Data Visualization Analyst
Data Visualization Analysts design and create visual representations of data to communicate insights and trends to stakeholders. They work with data analysts and other stakeholders to translate complex data into clear and engaging visualizations. The course on Designing and Executing an Exploratory Data Analysis Research Plan can provide Data Visualization Analysts with a deeper understanding of data analysis principles and techniques. The course's focus on presenting research findings in a clear and concise manner can help Data Visualization Analysts create more effective data visualizations.
Financial Analyst
Financial Analysts use financial data to evaluate investment opportunities, make recommendations, and develop financial models. They analyze financial statements, market trends, and economic indicators to identify undervalued assets, assess risk, and forecast future financial performance. The course on Designing and Executing an Exploratory Data Analysis Research Plan can provide Financial Analysts with a structured framework for data analysis. The course's emphasis on identifying trends and patterns in data can help Financial Analysts make more informed investment decisions.
Risk Analyst
Risk Analysts assess and manage risks that could impact an organization's financial performance, reputation, or operations.
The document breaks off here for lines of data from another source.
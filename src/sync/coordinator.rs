use std::sync::atomic::{AtomicBool, Ordering};
use std::sync::{Arc, Mutex, Weak};
use std::time::Duration;
use tokio::runtime::Handle;
use tokio::sync::broadcast::{self, error::RecvError};
use tokio::task::JoinHandle;
use tracing::{debug, info, warn};
use uuid::Uuid;

use crate::models::{
    Agreement, Document, Message, Persona, PresenceSignal, Project, StreamItem, StreamKind,
    SyncMessage, VersionedPayload,
};
use super::channel::{Envelope, SyncChannel};
use super::clock::Clock;
use super::error::SyncError;
use super::lock;
use super::presence::{PresenceTimers, TypingThrottle};
use super::version::{StreamVersion, VersionTable};

pub type ReplaceFn<T> = Arc<dyn Fn(Vec<T>) + Send + Sync>;
pub type PresenceFn = Arc<dyn Fn(&str, &str, bool) + Send + Sync>;

/// Host callbacks invoked when a peer's update wins or presence changes
#[derive(Clone, Default)]
pub struct SyncHandlers {
    messages: Option<ReplaceFn<Message>>,
    projects: Option<ReplaceFn<Project>>,
    documents: Option<ReplaceFn<Document>>,
    personas: Option<ReplaceFn<Persona>>,
    agreements: Option<ReplaceFn<Agreement>>,
    presence: Option<PresenceFn>,
}

impl SyncHandlers {
    pub fn new() -> Self {
        Self::default()
    }

    pub fn on_messages(mut self, f: impl Fn(Vec<Message>) + Send + Sync + 'static) -> Self {
        self.messages = Some(Arc::new(f));
        self
    }

    pub fn on_projects(mut self, f: impl Fn(Vec<Project>) + Send + Sync + 'static) -> Self {
        self.projects = Some(Arc::new(f));
        self
    }

    pub fn on_documents(mut self, f: impl Fn(Vec<Document>) + Send + Sync + 'static) -> Self {
        self.documents = Some(Arc::new(f));
        self
    }

    pub fn on_personas(mut self, f: impl Fn(Vec<Persona>) + Send + Sync + 'static) -> Self {
        self.personas = Some(Arc::new(f));
        self
    }

    pub fn on_agreements(mut self, f: impl Fn(Vec<Agreement>) + Send + Sync + 'static) -> Self {
        self.agreements = Some(Arc::new(f));
        self
    }

    /// Called with `(user_id, name, is_typing)`
    pub fn on_presence(mut self, f: impl Fn(&str, &str, bool) + Send + Sync + 'static) -> Self {
        self.presence = Some(Arc::new(f));
        self
    }
}

#[derive(Debug, Clone)]
pub struct SyncSettings {
    /// How long a typing indicator survives without a refresh
    pub presence_timeout: Duration,
    /// Minimum spacing between two typing=true publishes
    pub typing_throttle_ms: i64,
}

impl Default for SyncSettings {
    fn default() -> Self {
        Self {
            presence_timeout: Duration::from_millis(3000),
            typing_throttle_ms: 500,
        }
    }
}

/// Keeps one context's copy of the five collections and the presence map in
/// step with every other context on the same channel.
///
/// Cloning yields another handle to the same coordinator. Dropping the last
/// handle tears it down.
#[derive(Clone)]
pub struct SyncCoordinator {
    shared: Arc<Shared>,
}

struct Shared {
    channel: Arc<dyn SyncChannel>,
    clock: Arc<dyn Clock>,
    handlers: SyncHandlers,
    settings: SyncSettings,
    runtime: Handle,
    // One per stream; held across apply-and-replace and local-update-and-stamp
    gates: [Mutex<()>; StreamKind::ALL.len()],
    versions: Mutex<VersionTable>,
    timers: Mutex<PresenceTimers>,
    throttle: Mutex<TypingThrottle>,
    listener: Mutex<Option<JoinHandle<()>>>,
    torn_down: AtomicBool,
}

impl SyncCoordinator {
    /// Subscribe to `channel` and start applying peer updates.
    ///
    /// Must be called from within a tokio runtime; the receive loop and the
    /// presence timers run on it.
    pub fn initialize(
        channel: Arc<dyn SyncChannel>,
        handlers: SyncHandlers,
        clock: Arc<dyn Clock>,
        settings: SyncSettings,
    ) -> Result<Self, SyncError> {
        let runtime = Handle::try_current().map_err(|_| SyncError::NoRuntime)?;
        let receiver = channel.subscribe()?;
        let origin = channel.origin();

        let shared = Arc::new(Shared {
            throttle: Mutex::new(TypingThrottle::new(settings.typing_throttle_ms)),
            channel,
            clock,
            handlers,
            settings,
            runtime: runtime.clone(),
            gates: Default::default(),
            versions: Mutex::new(VersionTable::default()),
            timers: Mutex::new(PresenceTimers::default()),
            listener: Mutex::new(None),
            torn_down: AtomicBool::new(false),
        });

        let listener = runtime.spawn(listen(Arc::downgrade(&shared), receiver, origin));
        *lock(&shared.listener) = Some(listener);

        info!("Sync coordinator joined channel {} as {}", shared.channel.name(), origin);
        Ok(Self { shared })
    }

    /// Publish a full replacement of `T`'s collection. Returns the stamp it carries.
    ///
    /// The stamp is recorded locally before publishing, so an echo or any peer
    /// update that is not strictly newer will be ignored.
    pub fn broadcast<T: StreamItem>(&self, data: Vec<T>) -> i64 {
        self.broadcast_with(|| data)
    }

    /// Run `update` and publish the collection it returns as one step.
    ///
    /// `update` is where the host writes its local copy. No peer update of the
    /// same stream is applied between that write and the stamp, so a peer
    /// value cannot land and then be overwritten by an older local one.
    /// `update` must not call back into this coordinator for the same stream.
    pub fn broadcast_with<T: StreamItem>(&self, update: impl FnOnce() -> Vec<T>) -> i64 {
        let _gate = lock(&self.shared.gates[T::KIND.index()]);
        let data = update();
        let timestamp = self.shared.clock.now_millis();
        if self.is_torn_down() {
            debug!("Ignoring {} broadcast after teardown", T::KIND);
            return timestamp;
        }

        lock(&self.shared.versions).record_local(T::KIND, timestamp);
        let message = T::into_message(VersionedPayload { data, timestamp });
        self.shared.publish(&message);
        timestamp
    }

    /// Publish a typing signal. Returns false when it was suppressed.
    pub fn broadcast_presence(&self, signal: PresenceSignal) -> bool {
        if self.is_torn_down() {
            return false;
        }

        if signal.is_typing {
            let now = self.shared.clock.now_millis();
            if !lock(&self.shared.throttle).allow(now) {
                debug!("Throttled typing signal for {}", signal.user_id);
                return false;
            }
        }

        self.shared.publish(&SyncMessage::Typing(signal));
        true
    }

    /// Apply a message received from a peer
    pub fn apply_incoming(&self, message: SyncMessage) {
        self.shared.apply(message);
    }

    pub fn version(&self, kind: StreamKind) -> StreamVersion {
        lock(&self.shared.versions).get(kind)
    }

    /// Number of users with a live typing indicator timer
    pub fn pending_presence(&self) -> usize {
        lock(&self.shared.timers).len()
    }

    pub fn origin(&self) -> Uuid {
        self.shared.channel.origin()
    }

    pub fn is_torn_down(&self) -> bool {
        self.shared.torn_down.load(Ordering::Acquire)
    }

    /// Leave the channel and cancel every pending presence timer
    pub fn teardown(&self) {
        self.shared.teardown();
    }
}

async fn listen(shared: Weak<Shared>, mut receiver: broadcast::Receiver<Envelope>, origin: Uuid) {
    loop {
        match receiver.recv().await {
            Ok(envelope) => {
                if envelope.origin == origin {
                    continue;
                }
                let Some(shared) = shared.upgrade() else {
                    break;
                };
                shared.apply(envelope.message);
            }
            Err(RecvError::Lagged(skipped)) => {
                warn!("Sync listener lagged, {} messages missed", skipped);
            }
            Err(RecvError::Closed) => {
                debug!("Sync channel closed");
                break;
            }
        }
    }
}

impl Shared {
    fn publish(&self, message: &SyncMessage) {
        if let Err(e) = self.channel.post(message) {
            warn!("Failed to broadcast {} on {}: {}", message.label(), self.channel.name(), e);
        }
    }

    fn apply(self: &Arc<Self>, message: SyncMessage) {
        if self.torn_down.load(Ordering::Acquire) {
            debug!("Ignoring {} message after teardown", message.label());
            return;
        }

        match message {
            SyncMessage::Messages(payload) => self.replace(StreamKind::Messages, payload, &self.handlers.messages),
            SyncMessage::Projects(payload) => self.replace(StreamKind::Projects, payload, &self.handlers.projects),
            SyncMessage::Documents(payload) => self.replace(StreamKind::Documents, payload, &self.handlers.documents),
            SyncMessage::Personas(payload) => self.replace(StreamKind::Personas, payload, &self.handlers.personas),
            SyncMessage::Agreements(payload) => self.replace(StreamKind::Agreements, payload, &self.handlers.agreements),
            SyncMessage::Typing(signal) => self.presence(signal),
        }
    }

    // Replace callbacks run under the stream's gate and must not broadcast
    // that same stream.
    fn replace<T>(&self, kind: StreamKind, payload: VersionedPayload<Vec<T>>, handler: &Option<ReplaceFn<T>>) {
        let _gate = lock(&self.gates[kind.index()]);
        if !lock(&self.versions).observe(kind, payload.timestamp) {
            return;
        }
        debug!("Applying {} update stamped {} ({} items)", kind, payload.timestamp, payload.data.len());
        if let Some(replace) = handler {
            replace(payload.data);
        }
    }

    fn presence(self: &Arc<Self>, signal: PresenceSignal) {
        let PresenceSignal { user_id, name, is_typing } = signal;

        lock(&self.timers).cancel(&user_id);

        if let Some(update) = &self.handlers.presence {
            update(&user_id, &name, is_typing);
        }

        if !is_typing {
            return;
        }

        let deadline = tokio::time::Instant::now() + self.settings.presence_timeout;
        let weak = Arc::downgrade(self);
        let runtime = self.runtime.clone();
        lock(&self.timers).arm(&user_id, |generation| {
            let user_id = user_id.clone();
            runtime.spawn(async move {
                tokio::time::sleep_until(deadline).await;
                if let Some(shared) = weak.upgrade() {
                    shared.expire(&user_id, &name, generation);
                }
            })
        });
    }

    fn expire(&self, user_id: &str, name: &str, generation: u64) {
        if self.torn_down.load(Ordering::Acquire) {
            return;
        }
        if !lock(&self.timers).fire(user_id, generation) {
            return;
        }
        debug!("Typing indicator for {} expired", user_id);
        if let Some(update) = &self.handlers.presence {
            update(user_id, name, false);
        }
    }

    fn teardown(&self) {
        if self.torn_down.swap(true, Ordering::AcqRel) {
            return;
        }
        if let Some(listener) = lock(&self.listener).take() {
            listener.abort();
        }
        lock(&self.timers).clear();
        self.channel.close();
        info!("Sync coordinator left channel {}", self.channel.name());
    }
}

impl Drop for Shared {
    fn drop(&mut self) {
        self.teardown();
    }
}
They analyze data to identify potential risks, evaluate their likelihood and impact, and develop mitigation strategies. The course on Designing and Executing an Exploratory Data Analysis Research Plan can benefit Risk Analysts by providing them with a structured approach to data analysis and risk assessment. The course's focus on identifying trends and patterns in data can help Risk Analysts better understand and manage risks.
Machine Learning Engineer
Machine Learning Engineers design, develop, and deploy machine learning models to solve complex business problems. They work with large datasets and advanced algorithms to build models that can predict outcomes, identify patterns, and make decisions. The course on Designing and Executing an Exploratory Data Analysis Research Plan can provide Machine Learning Engineers with a solid foundation in data analysis and modeling techniques. The course's emphasis on identifying patterns and trends in data can help Machine Learning Engineers develop more effective machine learning models.
Actuary
Actuaries use mathematical and statistical techniques to assess risk and uncertainty. They work in various industries, including insurance, finance, and healthcare, to develop and implement risk management strategies. The course on Designing and Executing an Exploratory Data Analysis Research Plan can provide Actuaries with a strong foundation in data analysis and modeling techniques. The course's emphasis on identifying patterns and trends in data can help Actuaries better understand and manage risks.
Data Scientist Manager
Data Scientist Managers lead and manage teams of Data Scientists and other data professionals. They set the strategic direction for data science initiatives and ensure that data science projects align with the organization's overall goals. The course on Designing and Executing an Exploratory Data Analysis Research Plan can provide Data Scientist Managers with a deeper understanding of data analysis principles and techniques. The course's focus on planning, execution, and presentation of research findings can help Data Scientist Managers better understand the needs of data scientists and end-users.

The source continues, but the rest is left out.